**What the task requires**. Each line below from the one containing "Self::identity()" through the one containing "(sampling, containment, metadata)" should be output exactly as it stands, and no other line should appear.

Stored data
#####

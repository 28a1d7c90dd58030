//! Shape traits and handles

use crate::ShapeError;
use fermion_core::{Input, Transform};
use nalgebra::Vector3;
use rand::RngCore;
use std::sync::Arc;

/// Shared metadata every shape carries: an optional display name and an
/// optional spatial transform, both set once after construction.
#[derive(Debug, Clone, Default)]
pub struct ShapeMeta {
    pub name: Option<String>,
    pub transform: Option<Transform>,
}

/// The polymorphic shape capability set.
///
/// Implementors supply local-frame sampling and containment plus access to
/// their `ShapeMeta`; the world-frame `sample`/`contains` wrappers apply the
/// stored transform and are shared by every shape.
///
/// Sampling draws from a caller-provided random source, so seeded runs stay
/// reproducible and a shape never holds private RNG state.
pub trait Shape: Send + Sync {
    /// Sample a point in the shape's local frame.
    fn sample_local(&self, rng: &mut dyn RngCore) -> Vector3<f64>;

    /// Containment test in the shape's local frame.
    fn contains_local(&self, p: Vector3<f64>) -> bool;

    fn meta(&self) -> &ShapeMeta;
    fn meta_mut(&mut self) -> &mut ShapeMeta;

    /// Sample a point in world coordinates.
    fn sample(&self, rng: &mut dyn RngCore) -> Vector3<f64> {
        let p = self.sample_local(rng);
        match &self.meta().transform {
            Some(t) => t.apply(p),
            None => p,
        }
    }

    /// Containment test in world coordinates.
    fn contains(&self, p: Vector3<f64>) -> bool {
        let local = match &self.meta().transform {
            Some(t) => t.apply_inverse(p),
            None => p,
        };
        self.contains_local(local)
    }

    fn name(&self) -> Option<&str> {
        self.meta().name.as_deref()
    }
}

impl std::fmt::Debug for dyn Shape {
    fn fmt(&self, f: &mut std::fmt::Formatter<'_>) -> std::fmt::Result {
        f.debug_struct("Shape").field("meta", self.meta()).finish_non_exhaustive()
    }
}

/// Read the shared post-construction inputs (`name` key, `transform` block)
/// and store them on the shape. Both are optional; a malformed transform
/// block is a configuration error.
pub fn apply_common_inputs(shape: &mut dyn Shape, input: &Input) -> Result<(), ShapeError> {
    if let Ok(name) = input.get_string("name") {
        shape.meta_mut().name = Some(name.to_string());
    }
    if let Some(transform) = Transform::from_input(input)? {
        shape.meta_mut().transform = Some(transform);
    }
    Ok(())
}

/// A resolved inner shape, tagged with its provenance.
///
/// `Owned` comes from inline construction: the holder is sole owner and the
/// shape is dropped with it. `Shared` comes from a registry lookup: the
/// holder keeps a reference and the registry (or other holders) keep the
/// shape alive.
pub enum InnerShape {
    Owned(Box<dyn Shape>),
    Shared(Arc<dyn Shape>),
}

impl InnerShape {
    pub fn as_shape(&self) -> &dyn Shape {
        match self {
            Self::Owned(s) => s.as_ref(),
            Self::Shared(s) => s.as_ref(),
        }
    }

    pub fn is_owned(&self) -> bool {
        matches!(self, Self::Owned(_))
    }
}

impl std::fmt::Debug for InnerShape {
    fn fmt(&self, f: &mut std::fmt::Formatter<'_>) -> std::fmt::Result {
        let tag = if self.is_owned() { "Owned" } else { "Shared" };
        write!(f, "InnerShape::{tag}({:?})", self.as_shape().name())
    }
}
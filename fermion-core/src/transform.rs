//! Affine shape transform
//!
//! Every shape may carry one rotation + translation applied to its sampled
//! points (and inverted for containment queries). Parsed from an optional
//! `transform` block:
//!
//! ```text
//! :start transform:
//!     translation = x y z
//!     rotation    = rx ry rz      # Euler angles in radians, optional
//! :stop transform:
//! ```

use crate::{Input, InputError};
use nalgebra::{Rotation3, Vector3};

#[derive(Debug, Clone, PartialEq)]
pub struct Transform {
    pub rotation: Rotation3<f64>,
    pub translation: Vector3<f64>,
}

impl Transform {
    pub fn identity() -> Self {
        Self {
            rotation: Rotation3::identity(),
            translation: Vector3::zeros(),
        }
    }

    pub fn new(rotation: Rotation3<f64>, translation: Vector3<f64>) -> Self {
        Self {
            rotation,
            translation,
        }
    }

    /// Read a transform from a `transform` sub-block of `input`, if present.
    ///
    /// `Ok(None)` when the block is absent; `Err` when the block is present
    /// but malformed.
    pub fn from_input(input: &Input) -> Result<Option<Transform>, InputError> {
        let Some(block) = input.block("transform") else {
            return Ok(None);
        };
        let translation = match block.get_float_triple("translation") {
            Ok((x, y, z)) => Vector3::new(x, y, z),
            Err(e) if e.is_not_found() => Vector3::zeros(),
            Err(e) => return Err(e),
        };
        let rotation = match block.get_float_triple("rotation") {
            Ok((rx, ry, rz)) => Rotation3::from_euler_angles(rx, ry, rz),
            Err(e) if e.is_not_found() => Rotation3::identity(),
            Err(e) => return Err(e),
        };
        Ok(Some(Transform::new(rotation, translation)))
    }

    /// Map a point from shape-local coordinates to world coordinates.
    #[inline]
    pub fn apply(&self, p: Vector3<f64>) -> Vector3<f64> {
        self.rotation * p + self.translation
    }

    /// Map a world-space point back into shape-local coordinates.
    #[inline]
    pub fn apply_inverse(&self, p: Vector3<f64>) -> Vector3<f64> {
        self.rotation.inverse() * (p - self.translation)
    }
}

impl Default for Transform {
    fn default() -> Self {
        Self::identity()
    }
}
//! Fermion Plugin System
//!
//! Provides the pieces a shape family needs to participate in
//! configuration-driven construction:
//! - The `Shape` capability trait (sampling, containment, metadata)
//! - Self-describing configuration schemas with lazy one-time build
//! - The `ShapeFactory`: recursive inline construction plus by-name lookup

mod error;
mod factory;
mod schema;
mod traits;

pub use error::ShapeError;
pub use factory::{ShapeFactory, ShapePlugin};
pub use schema::{shape_block_schema, BlockSchema, FieldSchema};
pub use traits::{apply_common_inputs, InnerShape, Shape, ShapeMeta};

/// Re-export core types for plugin authors
pub mod prelude {
    pub use crate::{
        apply_common_inputs, shape_block_schema, BlockSchema, FieldSchema, InnerShape, Shape,
        ShapeError, ShapeFactory, ShapeMeta, ShapePlugin,
    };
    pub use fermion_core::prelude::*;
    pub use rand::RngCore;
}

#####

**Output for this task**.
        Self::identity()
    }
}
//! Fermion Plugin System
//!
//! Provides the pieces a shape family needs to participate in
//! configuration-driven construction:
//! - The `Shape` capability trait (sampling, containment, metadata)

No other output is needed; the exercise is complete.